Filed under Books, Charles Dickens, Our Mutual Friend

5 responses to “Reading in Parts, by Luisa Calè

  1. cwaters1960

    Luisa aptly notes the ‘ephemeral paratext of advertisements’ that captures each instalment’s place in the marketplace’. And what a fascinating collection of advertisements we have here! The inclusion of an advertising supplement bound in with the instalment and named for the novel with which it appeared – such as the ‘Our Mutual Friend Advertiser’ – was of course a regular feature in the monthly parts of those novels Dickens serialised in this format.

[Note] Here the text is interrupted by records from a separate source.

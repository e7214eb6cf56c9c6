//! Parquet point dataset sink
//!
//! Writes fixes to a single Parquet file with a WKT point geometry column
//! in WGS84 (EPSG:4326) plus the tag id, location class and timestamp
//! attributes. Fixes are buffered up to the configured batch size and
//! written as batches through the polars batched writer, so memory stays
//! bounded regardless of input size. A batch that fails to write is
//! dropped and reported as [`SinkError::BatchLost`].

use super::FixSink;
use crate::config::SinkConfig;
use crate::constants::columns;
use crate::error::SinkError;
use crate::models::TrackingFix;
use polars::io::parquet::write::BatchedWriter;
use polars::prelude::*;
use std::fs::File;
use std::path::{Path, PathBuf};
use tracing::{debug, warn};

/// Schema of the output point dataset
pub fn fix_schema() -> Schema {
    Schema::from_iter(vec![
        Field::new(columns::GEOMETRY.into(), DataType::String),
        Field::new(columns::TAG_ID.into(), DataType::Int64),
        Field::new(columns::LOCATION_CLASS.into(), DataType::String),
        Field::new(columns::TIMESTAMP.into(), DataType::String),
        Field::new(columns::LONGITUDE.into(), DataType::Float64),
        Field::new(columns::LATITUDE.into(), DataType::Float64),
    ])
}

/// Convert a slice of fixes into a DataFrame matching [`fix_schema`]
pub fn fixes_to_dataframe(fixes: &[TrackingFix]) -> PolarsResult<DataFrame> {
    let geometry: Vec<String> = fixes.iter().map(|f| f.geometry_wkt()).collect();
    let tag_ids: Vec<i64> = fixes.iter().map(|f| f.tag_id).collect();
    let location_classes: Vec<String> =
        fixes.iter().map(|f| f.location_class.clone()).collect();
    let timestamps: Vec<String> = fixes.iter().map(|f| f.timestamp.clone()).collect();
    let longitudes: Vec<f64> = fixes.iter().map(|f| f.longitude).collect();
    let latitudes: Vec<f64> = fixes.iter().map(|f| f.latitude).collect();

    df!(
        columns::GEOMETRY => geometry,
        columns::TAG_ID => tag_ids,
        columns::LOCATION_CLASS => location_classes,
        columns::TIMESTAMP => timestamps,
        columns::LONGITUDE => longitudes,
        columns::LATITUDE => latitudes
    )
}

/// Read a point dataset written by [`ParquetFixSink`] back into fixes
pub fn read_fixes(path: &Path) -> Result<Vec<TrackingFix>, SinkError> {
    let file = File::open(path)?;
    let df = ParquetReader::new(file).finish()?;

    let tag_ids = df.column(columns::TAG_ID)?.as_materialized_series().i64()?;
    let location_classes = df
        .column(columns::LOCATION_CLASS)?
        .as_materialized_series()
        .str()?;
    let timestamps = df.column(columns::TIMESTAMP)?.as_materialized_series().str()?;
    let longitudes = df.column(columns::LONGITUDE)?.as_materialized_series().f64()?;
    let latitudes = df.column(columns::LATITUDE)?.as_materialized_series().f64()?;

    let fixes = tag_ids
        .into_no_null_iter()
        .zip(location_classes.into_no_null_iter())
        .zip(timestamps.into_no_null_iter())
        .zip(longitudes.into_no_null_iter())
        .zip(latitudes.into_no_null_iter())
        .map(
            |((((tag_id, location_class), timestamp), longitude), latitude)| TrackingFix {
                tag_id,
                location_class: location_class.to_string(),
                timestamp: timestamp.to_string(),
                latitude,
                longitude,
            },
        )
        .collect();

    Ok(fixes)
}

/// Sink writing a Parquet point dataset
pub struct ParquetFixSink {
    path: PathBuf,
    writer: Option<BatchedWriter<File>>,
    buffer: Vec<TrackingFix>,
    batch_size: usize,
    rows_written: usize,
}

impl ParquetFixSink {
    /// Create the output file and write its schema
    ///
    /// Fails with [`SinkError::OutputExists`] if the file is already there
    /// and the configuration does not allow overwriting.
    pub fn create(path: &Path, config: &SinkConfig) -> Result<Self, SinkError> {
        if path.exists() && !config.overwrite {
            return Err(SinkError::OutputExists {
                path: path.to_path_buf(),
            });
        }

        if let Some(parent) = path.parent() {
            if !parent.as_os_str().is_empty() {
                std::fs::create_dir_all(parent)?;
            }
        }

        let file = File::create(path)?;
        let writer = ParquetWriter::new(file)
            .with_compression(config.compression.to_polars_compression())
            .with_statistics(StatisticsOptions::full())
            .with_row_group_size(Some(config.row_group_size))
            .batched(&fix_schema())?;

        debug!(
            "Created point dataset {} (compression: {:?}, batch size: {})",
            path.display(),
            config.compression,
            config.batch_size
        );

        Ok(Self {
            path: path.to_path_buf(),
            writer: Some(writer),
            buffer: Vec::with_capacity(config.batch_size.min(1024)),
            batch_size: config.batch_size.max(1),
            rows_written: 0,
        })
    }

    pub fn path(&self) -> &Path {
        &self.path
    }

    /// Rows already handed to the Parquet writer
    pub fn rows_written(&self) -> usize {
        self.rows_written
    }

    /// Fixes waiting for the next batch
    pub fn pending(&self) -> usize {
        self.buffer.len()
    }

    /// Write remaining fixes and the file footer
    pub fn finish(mut self) -> Result<usize, SinkError> {
        self.close()
    }

    fn close(&mut self) -> Result<usize, SinkError> {
        let Some(mut writer) = self.writer.take() else {
            return Ok(self.rows_written);
        };

        self.rows_written += write_pending(&mut writer, &mut self.buffer)?;
        writer.finish()?;

        debug!(
            "Finished point dataset {} with {} rows",
            self.path.display(),
            self.rows_written
        );
        Ok(self.rows_written)
    }
}

fn write_pending(
    writer: &mut BatchedWriter<File>,
    buffer: &mut Vec<TrackingFix>,
) -> Result<usize, SinkError> {
    if buffer.is_empty() {
        return Ok(0);
    }

    let fixes = buffer.len();
    let result = fixes_to_dataframe(buffer).and_then(|df| writer.write_batch(&df));
    buffer.clear();

    result.map_err(|source| SinkError::BatchLost { fixes, source })?;
    Ok(fixes)
}

impl FixSink for ParquetFixSink {
    fn append(&mut self, fix: &TrackingFix) -> Result<(), SinkError> {
        if self.writer.is_none() {
            return Err(SinkError::Rejected {
                reason: format!("{} is already closed", self.path.display()),
            });
        }

        self.buffer.push(fix.clone());
        if self.buffer.len() >= self.batch_size {
            self.flush()?;
        }
        Ok(())
    }

    fn flush(&mut self) -> Result<(), SinkError> {
        if let Some(writer) = self.writer.as_mut() {
            self.rows_written += write_pending(writer, &mut self.buffer)?;
        }
        Ok(())
    }
}

impl Drop for ParquetFixSink {
    fn drop(&mut self) {
        if self.writer.is_none() {
            return;
        }
        if let Err(e) = self.close() {
            warn!(
                "Failed to finalize point dataset {}: {}",
                self.path.display(),
                e
            );
        }
    }
}

#[cfg(test)]
mod tests {
    use super::*;
    use tempfile::TempDir;

    fn fix(tag_id: i64, latitude: f64, longitude: f64) -> TrackingFix {
        TrackingFix {
            tag_id,
            location_class: "2".to_string(),
            timestamp: "09/07/97 03:53:28".to_string(),
            latitude,
            longitude,
        }
    }

    #[test]
    fn test_fixes_to_dataframe_columns() {
        let df = fixes_to_dataframe(&[fix(1, 34.69, -76.671), fix(2, -1.5, 2.5)]).unwrap();

        assert_eq!(df.height(), 2);
        assert_eq!(
            df.get_column_names_str(),
            vec![
                "geometry",
                "tag_id",
                "location_class",
                "timestamp",
                "longitude",
                "latitude"
            ]
        );

        let geometry = df
            .column("geometry")
            .unwrap()
            .as_materialized_series()
            .str()
            .unwrap()
            .get(0)
            .map(str::to_string);
        assert_eq!(geometry.as_deref(), Some("POINT (-76.671 34.69)"));
    }

    #[test]
    fn test_write_and_read_back() {
        let temp_dir = TempDir::new().unwrap();
        let path = temp_dir.path().join("fixes.parquet");
        let config = SinkConfig {
            batch_size: 2,
            ..SinkConfig::default()
        };

        let mut sink = ParquetFixSink::create(&path, &config).unwrap();
        sink.append(&fix(1, 10.0, 20.0)).unwrap();
        sink.append(&fix(2, 11.0, 21.0)).unwrap();
        assert_eq!(sink.rows_written(), 2);
        assert_eq!(sink.pending(), 0);

        sink.append(&fix(3, 12.0, 22.0)).unwrap();
        assert_eq!(sink.pending(), 1);

        assert_eq!(sink.finish().unwrap(), 3);

        let fixes = read_fixes(&path).unwrap();
        assert_eq!(fixes.len(), 3);
        assert_eq!(fixes[0], fix(1, 10.0, 20.0));
        assert_eq!(fixes[2], fix(3, 12.0, 22.0));
    }

    #[test]
    fn test_drop_finalizes_file() {
        let temp_dir = TempDir::new().unwrap();
        let path = temp_dir.path().join("dropped.parquet");

        {
            let mut sink = ParquetFixSink::create(&path, &SinkConfig::default()).unwrap();
            sink.append(&fix(5, 1.0, 1.0)).unwrap();
        }

        let fixes = read_fixes(&path).unwrap();
        assert_eq!(fixes.len(), 1);
        assert_eq!(fixes[0].tag_id, 5);
    }

    #[test]
    fn test_empty_dataset_is_readable() {
        let temp_dir = TempDir::new().unwrap();
        let path = temp_dir.path().join("empty.parquet");

        let sink = ParquetFixSink::create(&path, &SinkConfig::default()).unwrap();
        assert_eq!(sink.finish().unwrap(), 0);

        assert!(read_fixes(&path).unwrap().is_empty());
    }

    #[test]
    fn test_existing_output_requires_overwrite() {
        let temp_dir = TempDir::new().unwrap();
        let path = temp_dir.path().join("existing.parquet");
        std::fs::write(&path, "old").unwrap();

        let result = ParquetFixSink::create(&path, &SinkConfig::default());
        assert!(matches!(result, Err(SinkError::OutputExists { .. })));

        let config = SinkConfig {
            overwrite: true,
            ..SinkConfig::default()
        };
        let sink = ParquetFixSink::create(&path, &config).unwrap();
        sink.finish().unwrap();
        assert!(read_fixes(&path).unwrap().is_empty());
    }

    #[cfg(target_os = "linux")]
    #[test]
    fn test_failed_batch_is_dropped_and_reported() {
        let config = SinkConfig {
            batch_size: 2,
            overwrite: true,
            ..SinkConfig::default()
        };
        let mut sink = ParquetFixSink::create(Path::new("/dev/full"), &config).unwrap();

        sink.append(&fix(1, 1.0, 1.0)).unwrap();
        assert_eq!(sink.pending(), 1);

        let error = sink.append(&fix(2, 2.0, 2.0)).unwrap_err();
        assert!(matches!(error, SinkError::BatchLost { fixes: 2, .. }));
        assert_eq!(error.fixes_lost(), 2);
        assert_eq!(sink.pending(), 0);
        assert_eq!(sink.rows_written(), 0);

        sink.append(&fix(3, 3.0, 3.0)).unwrap();
        assert_eq!(sink.pending(), 1);

        let error = sink.flush().unwrap_err();
        assert_eq!(error.fixes_lost(), 1);
        assert_eq!(sink.pending(), 0);
    }

    #[test]
    fn test_creates_parent_directories() {
        let temp_dir = TempDir::new().unwrap();
        let path = temp_dir.path().join("nested").join("out").join("fixes.parquet");

        let sink = ParquetFixSink::create(&path, &SinkConfig::default()).unwrap();
        sink.finish().unwrap();

        assert!(path.exists());
    }
}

But the proportion of the part taken up by the advertisements in this first monthly issue of Our Mutual Friend was new. The 32-page Advertiser takes up as much space as the letterpress of the novel, which is itself followed by another 36 pages of advertisements – some of them tipped-in slips or flyers – not to mention the advertisements that appear inside the cover wrappers. No one could mistake the commercial basis of the world into which this novel was being launched.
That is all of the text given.